山口克也のブログ

日本の農業の将来について

NHKで二夜連続で日本の農業の将来についての特集を放送していた。

一夜目は、日本政府が農地を集約化し、大規模な農地を持つ農家にだけ補助を行なっていく政策に切り替えたため、また、JAなどが農家からの米の買入価格を大幅に引き下げたため、日本の農業生産の大きな部分を占める小規模農家の経営が立ちゆかなくなっていることをレポートしていた。

二夜目は、農業に関係する幅広い世代の人たちによる日本の農業の将来についての討論を行なっていた。NHKは、財界の、オーストラリアなどとの自由貿易協定(FTA)を進めたいとう意向を背景にして、政府が農業分野の自由化の準備を進めており、それが具体的にはこのような小規模農家の切捨てになっていると説明していた。

討論会の中では、一方では、農業分野の自由化は不可避的なのであるから、その準備を進めるべきだ、という声、もう一方では、現在の政府の政策では、間違いなく多くの小規模農家の経営が破綻し、農業を放棄することになるから、食料の安全保障、国土保全の面から政府は農業を保護するべきだ、という声が聞かれた。

この番組を見た私の感想は以下のようなものである。
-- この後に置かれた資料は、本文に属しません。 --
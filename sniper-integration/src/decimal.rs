use rust_decimal::Decimal;

/// Render a [`Decimal`] the way alert messages and log lines expect: rounded to
/// 8 decimal places, trailing zeros and a bare trailing point stripped, and a
/// lone `"0"` for anything that rounds away to nothing.
pub fn norm(value: Decimal) -> String {
    let rounded = value.round_dp(8);
    let mut s = rounded.normalize().to_string();
    if s == "-0" {
        s = "0".to_string();
    }
    s
}

#[cfg(test)]
mod tests {
    use super::*;
    use rust_decimal_macros::dec;

    #[test]
    fn norm_examples() {
        assert_eq!(norm(dec!(5.00)), "5");
        assert_eq!(norm(dec!(3)), "3");
        assert_eq!(norm(dec!(0.00000024)), "0.00000024");
        assert_eq!(norm(dec!(0.00000000024)), "0");
        assert_eq!(norm(dec!(1.2345678987654)), "1.2345679");
        assert_eq!(norm(dec!(1.23450000000)), "1.2345");
        assert_eq!(norm(dec!(0.000000001)), "0");
    }

    #[test]
    fn norm_of_product() {
        let a = dec!(1.2345678987654);
        assert_eq!(norm(a * a), "1.5241579");
    }
}
use sniper_integration::http::{HttpClient, OutputFormat};
use sniper_integration::AlertReceiver;
use std::collections::HashMap;
use tracing::{error, warn};

/// Single-consumer task draining the alert queue into Telegram's
/// `sendMessage`, preserving enqueue order FIFO per spec §5's
/// multi-producer/single-consumer guarantee.
pub async fn run_telegram_log(bot_token: String, log_channel_id: i64, mut receiver: AlertReceiver) {
    let client = HttpClient::new();
    let url = format!("https://api.telegram.org/bot{bot_token}/sendMessage");

    while let Some(line) = receiver.recv().await {
        let mut form = HashMap::new();
        form.insert("chat_id".to_string(), log_channel_id.to_string());
        form.insert("text".to_string(), line.clone());

        if let Err(e) = client.post(&url, OutputFormat::Json, None, Some(form), None).await {
            warn!(error = %e, line = %line, "failed to deliver chat log line");
        }
    }
    error!("alert queue closed, chat log consumer exiting");
}
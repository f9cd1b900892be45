use smol_str::SmolStr;
use std::hash::{Hash, Hasher};

/// Where a [`Symbol`] observation came from. Purely informational for most
/// call sites, but it decides which novelty set (`known` vs `call`) a
/// [`crate::Symbol`] is diffed against upstream in `sniper-data`.
#[derive(Debug, Clone, Copy, PartialEq, Eq, Hash)]
pub enum CoinSource {
    ApiWallet,
    ApiPair,
    ApiUnofficial,
    Site,
    Js,
    Twitter,
    Telegram,
    TgChnlUpbitKrw,
    TgChnlUpbitBtc,
}

/// A short upper-case ticker code observed from some provenance, optionally
/// carrying a source URL for alert messages. Two symbols are equal, and hash
/// equal, iff their `code` matches — the `source`/`url` are metadata only.
#[derive(Debug, Clone)]
pub struct Symbol {
    pub code: SmolStr,
    pub source: CoinSource,
    pub url: Option<String>,
}

impl Symbol {
    pub fn new(code: impl Into<String>, source: CoinSource) -> Self {
        Self {
            code: SmolStr::new(code.into().to_uppercase()),
            source,
            url: None,
        }
    }

    pub fn with_url(mut self, url: impl Into<String>) -> Self {
        self.url = Some(url.into());
        self
    }
}

impl PartialEq for Symbol {
    fn eq(&self, other: &Self) -> bool {
        self.code == other.code
    }
}

impl Eq for Symbol {}

impl Hash for Symbol {
    fn hash<H: Hasher>(&self, state: &mut H) {
        self.code.hash(state);
    }
}

#[cfg(test)]
mod tests {
    use super::*;

    #[test]
    fn equality_is_code_only() {
        let a = Symbol::new("mana", CoinSource::Telegram);
        let b = Symbol::new("MANA", CoinSource::ApiWallet).with_url("https://example.com");
        assert_eq!(a, b);
    }

    #[test]
    fn code_is_upper_cased() {
        let s = Symbol::new("mana", CoinSource::Site);
        assert_eq!(s.code, "MANA");
    }
}
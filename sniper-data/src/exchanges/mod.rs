pub mod binance;
pub mod bithumb;
pub mod coinbase;
pub mod coinbase_pro;
pub mod telegram;
pub mod twitter;
pub mod upbit;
簡単にいうと、多くの人が、縦割り行政の中の思考を行なっており、それが有効な施策の実現を阻んでいるということだ。

まず、工業分野の輸出競争力を保つため、農業を切り捨てるということは、ありえない選択だ。なぜなら、日本のような貿易黒字国にとって、これ以上黒字を増加させると、結局円高をもたらし、輸出競争力を増すための努力を無にしてしまうからだ。討論会では、このような議論をしていない。農業政策と輸出政策が、同じくらいの重みで関係している話題について、輸出政策の側面からの検討を行なっていなかった。
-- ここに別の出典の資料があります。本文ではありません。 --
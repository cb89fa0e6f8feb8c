use std::collections::VecDeque;

use crate::config::PerformanceConfig;

/// One observed frame.
#[derive(Debug, Clone, Copy, PartialEq)]
pub struct PerformanceSample {
    pub interval_ms: f64,
    pub timestamp_ms: u64,
}

impl PerformanceSample {
    pub fn fps(&self) -> f64 {
        if self.interval_ms <= 0.0 {
            f64::INFINITY
        } else {
            1000.0 / self.interval_ms
        }
    }
}

/// Outcome of a governor check.
#[derive(Debug, Clone, Copy, PartialEq, Eq)]
pub enum GovernorAction {
    Idle,
    /// Call the active scene's complexity-reduction hook.
    Degrade,
    /// Frame rate is back above the floor. Reduced parameters stay reduced.
    Recovered,
}

/// Rolling frame-rate monitor for one rendering client.
#[derive(Debug, Clone)]
pub struct PerformanceGovernor {
    config: PerformanceConfig,
    samples: VecDeque<PerformanceSample>,
    last_frame_ms: Option<u64>,
    last_check_ms: Option<u64>,
    degraded: bool,
}

impl PerformanceGovernor {
    pub fn new(config: PerformanceConfig) -> Self {
        Self {
            samples: VecDeque::with_capacity(config.window_size),
            config,
            last_frame_ms: None,
            last_check_ms: None,
            degraded: false,
        }
    }

    /// Records a frame presented at `now_ms`, deriving the interval from the
    /// previous frame.
    pub fn record_frame(&mut self, now_ms: u64) {
        if let Some(last) = self.last_frame_ms {
            self.record(PerformanceSample {
                interval_ms: now_ms.saturating_sub(last) as f64,
                timestamp_ms: now_ms,
            });
        } else if self.last_check_ms.is_none() {
            self.last_check_ms = Some(now_ms);
        }
        self.last_frame_ms = Some(now_ms);
    }

    pub fn record(&mut self, sample: PerformanceSample) {
        if self.last_check_ms.is_none() {
            self.last_check_ms = Some(sample.timestamp_ms);
        }
        self.samples.push_back(sample);
        while self.samples.len() > self.config.window_size.max(1) {
            self.samples.pop_front();
        }
    }

    pub fn is_degraded(&self) -> bool {
        self.degraded
    }

    pub fn samples(&self) -> impl Iterator<Item = &PerformanceSample> {
        self.samples.iter()
    }

    /// Average frame rate over the retained window.
    pub fn fps(&self) -> Option<f64> {
        average_fps(self.samples.iter())
    }

    /// Runs the degrade/recover decision once per check interval.
    pub fn check(&mut self, now_ms: u64) -> GovernorAction {
        let interval = self.config.check_interval_ms;
        match self.last_check_ms {
            Some(last) if now_ms.saturating_sub(last) < interval => return GovernorAction::Idle,
            None => return GovernorAction::Idle,
            _ => {}
        }
        self.last_check_ms = Some(now_ms);

        let since = now_ms.saturating_sub(interval);
        let recent: Vec<&PerformanceSample> = self
            .samples
            .iter()
            .filter(|sample| sample.timestamp_ms >= since)
            .collect();
        let slow = recent
            .iter()
            .filter(|sample| sample.fps() < self.config.fps_floor)
            .count();

        if !self.degraded {
            if slow >= self.config.min_slow_samples {
                self.degraded = true;
                tracing::warn!(slow, fps = ?self.fps(), "frame rate below floor; reducing scene complexity");
                return GovernorAction::Degrade;
            }
        } else if average_fps(recent.iter().copied()).is_some_and(|fps| fps >= self.config.fps_floor) {
            self.degraded = false;
            tracing::info!(fps = ?self.fps(), "frame rate recovered");
            return GovernorAction::Recovered;
        }
        GovernorAction::Idle
    }

    /// Forgets history, e.g. when a new scene goes on screen. The degraded
    /// flag is kept so a struggling client is not re-triggered immediately.
    pub fn reset_window(&mut self) {
        self.samples.clear();
        self.last_frame_ms = None;
    }
}

fn average_fps<'a>(samples: impl Iterator<Item = &'a PerformanceSample>) -> Option<f64> {
    let (total, count) = samples.fold((0.0, 0usize), |(total, count), sample| {
        (total + sample.interval_ms, count + 1)
    });
    if count == 0 || total <= 0.0 {
        None
    } else {
        Some(1000.0 / (total / count as f64))
    }
}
また、農業の役割を、農産品の生産を中心に考える人が多かったが、これは農林水産省の従来の役割のなかに閉じこもりすぎた考え方だと思う。農村という共同体の保全、国土保全を超えた、日本の文化の保全、あるいは、団塊世代を受け入れる場所としての地方という視点で議論をしなくてはならない。

最後に地球温暖化と世界的な食糧危機に対する対応という環境省が関連する分野の視点も抜けていた。

私は、この番組を見ながら一つの考えに思い至った。耕作放棄地を減少させ、農村文化を守り、農村の高齢化を防ぐため、現在の「ワーキング・プアー」の人たちを教育した上、農村の後継者のいない、農業生産者に送り込み、そこに補助金を与えて、耕作の補助者として育てることは出来ないだろうか?

現在のワーキング・プアーの問題は、詳しい議論は明日に廻すが、現在の都会における、工業もサービス業も、彼らの人生を豊かにするような労働を供給できないところにも一因があると思う。農業は彼らに、彼らの人生を豊かにするような労働を与えないだろうか?

私のこの言葉は、どうやって効率的に農産物の生産を行なうか、という思考からは出てこない考え方だ。私は、これからの社会は、GDPの増加よりも、国民総幸福の増加を目的にすべきであると考えている。それを可能にするためには、いかに各産業の生産性を高めるか、という視点よりも、さまざまな産業分野にいかに人材を配置するか、同時に国土にいかに、どのような共同体を配置するかという視点が大切になってくる。農業においても、そこで、どれだけ従事者が人生を充実させえる労働が供給できるか、という視点が大切になると思う。

そして、どのような労働を供給するかという視点も超えて、地方の農業を主体とする地域のなかで、どれだけ生きがいを感じることのできる共同体を形成できるかという視点も大切になるであろう。

この意味で、先に述べたように、農林水産省だけではなく、さまざまな省庁の共同作業を行なわない限り、この農業問題も解決しないといわざるを得ないのだ。国民を各地域や産業へどのように誘導するか、という問題を考えている行政組織はあるのだろうか?